The last REAL reason to be in the military was WW2.

The last REAL “obligation” to go to war was the Vietnam War. (Draftees had no choice.)

Yet I NEVER heard these men demand, “I did it for YOU!” and they have more reason demand this.

And what about the patriots that tried to get into the military but were turned down? Do you think you’re entitled to anything more than they? Do you think you have altered everyone’s life so much that it mattered you were born?

Hollywood and military recruiters have made war “cool”. They romance and entice bored, troubled or ignorant young men to join the military. Once in, it proves to be hard work or boring or frightening and even possibly a “mistake” depending on your duty or expectations. The cloak of “coolness” vaporizes quickly. It isn’t as exciting or promising as it appeared to be. It could even be a regret.

Typically, people who are disappointed in their choice or actions project their blame and anger toward others. Our DNA seems to prevent us from accepting we were duped or ignorant to our daydreams. (In this case, “I did it for you!” is an accusation.)

Men of World War 2 would rarely talk about it. (And few are still living.) If you could “pry” your way into their past you would find they NEVER found it “cool”. In fact, they were usually “ashamed” for what they had no CHOICE to do. They didn’t have the CHOICE to join the military.

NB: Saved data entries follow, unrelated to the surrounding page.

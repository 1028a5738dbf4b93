use thiserror::Error;

use crate::comments::FileVersionId;

/// Failures resolving stored revision text.
#[derive(Debug, Clone, PartialEq, Eq, Error)]
pub enum RevisionError {
    #[error("revision {0} not found")]
    RevisionNotFound(FileVersionId),
    #[error("base revision {base} not found (needed by revision {revision})")]
    BaseRevisionNotFound {
        revision: FileVersionId,
        base: FileVersionId,
    },
    #[error("revision {0} has a cyclic delta chain")]
    DeltaCycle(FileVersionId),
}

They would chat with people who LISTENED and wanted to UNDERSTAND. These veterans didn’t like to be a curiosity to questions like, “What was it like?” or “Did you have to kill people?” These Veterans did TERRIBLE things they would NEVER CHOOSE to do. (It was the same with the Veterans of the Korean and Vietnam wars.)

Today’s “young” (and older) adults think opposite. WAR, DEATH, MURDER and BULLYING is COOL. The faster and greater it happens, the COOLER it is! They romanticize and fanaticize wars of the past. The way people view war today is — one goes to war to come back a “hero”.

If you could meet the victims of Nazi Germany and actually see, in person, the “serial numbers” scribbled permanently on their wrists, your perspective of REAL war (that people didn’t have a CHOICE to sign up for) would be greatly jarred.

Veterans of real war seldom “open up” to people who think they already know everything. (What’s the point?) People may learn every written detail about a war — but unless you were there and heard it and smelled it and sh*t your pants in it, you have no understanding of what it was like.

Their stories made history come to life  and worth listening to. The only thing they demanded from others is mutual respect. They were grateful if you had a genuine interest to listen to them and hear them. (Isn’t that what we all want?) They would all say the same thing: they were more ashamed of what they HAD to do than proud. (But they had to do their duty.)

Not all veterans are like the bullies I described at the beginning of this writing. The Bully veterans Demand respect. The Bully veterans seem to think I Owe them something. The truth is, if those bullies went into combat to protect lil’ ol’ me, then they were fighting for My rights too. Yet, they feel they have special rights to demand respect above everyone else. I was entitled to my rights the moment I was born in America. I never traded them away. No one, not even my own countryman, has the right to reduce them.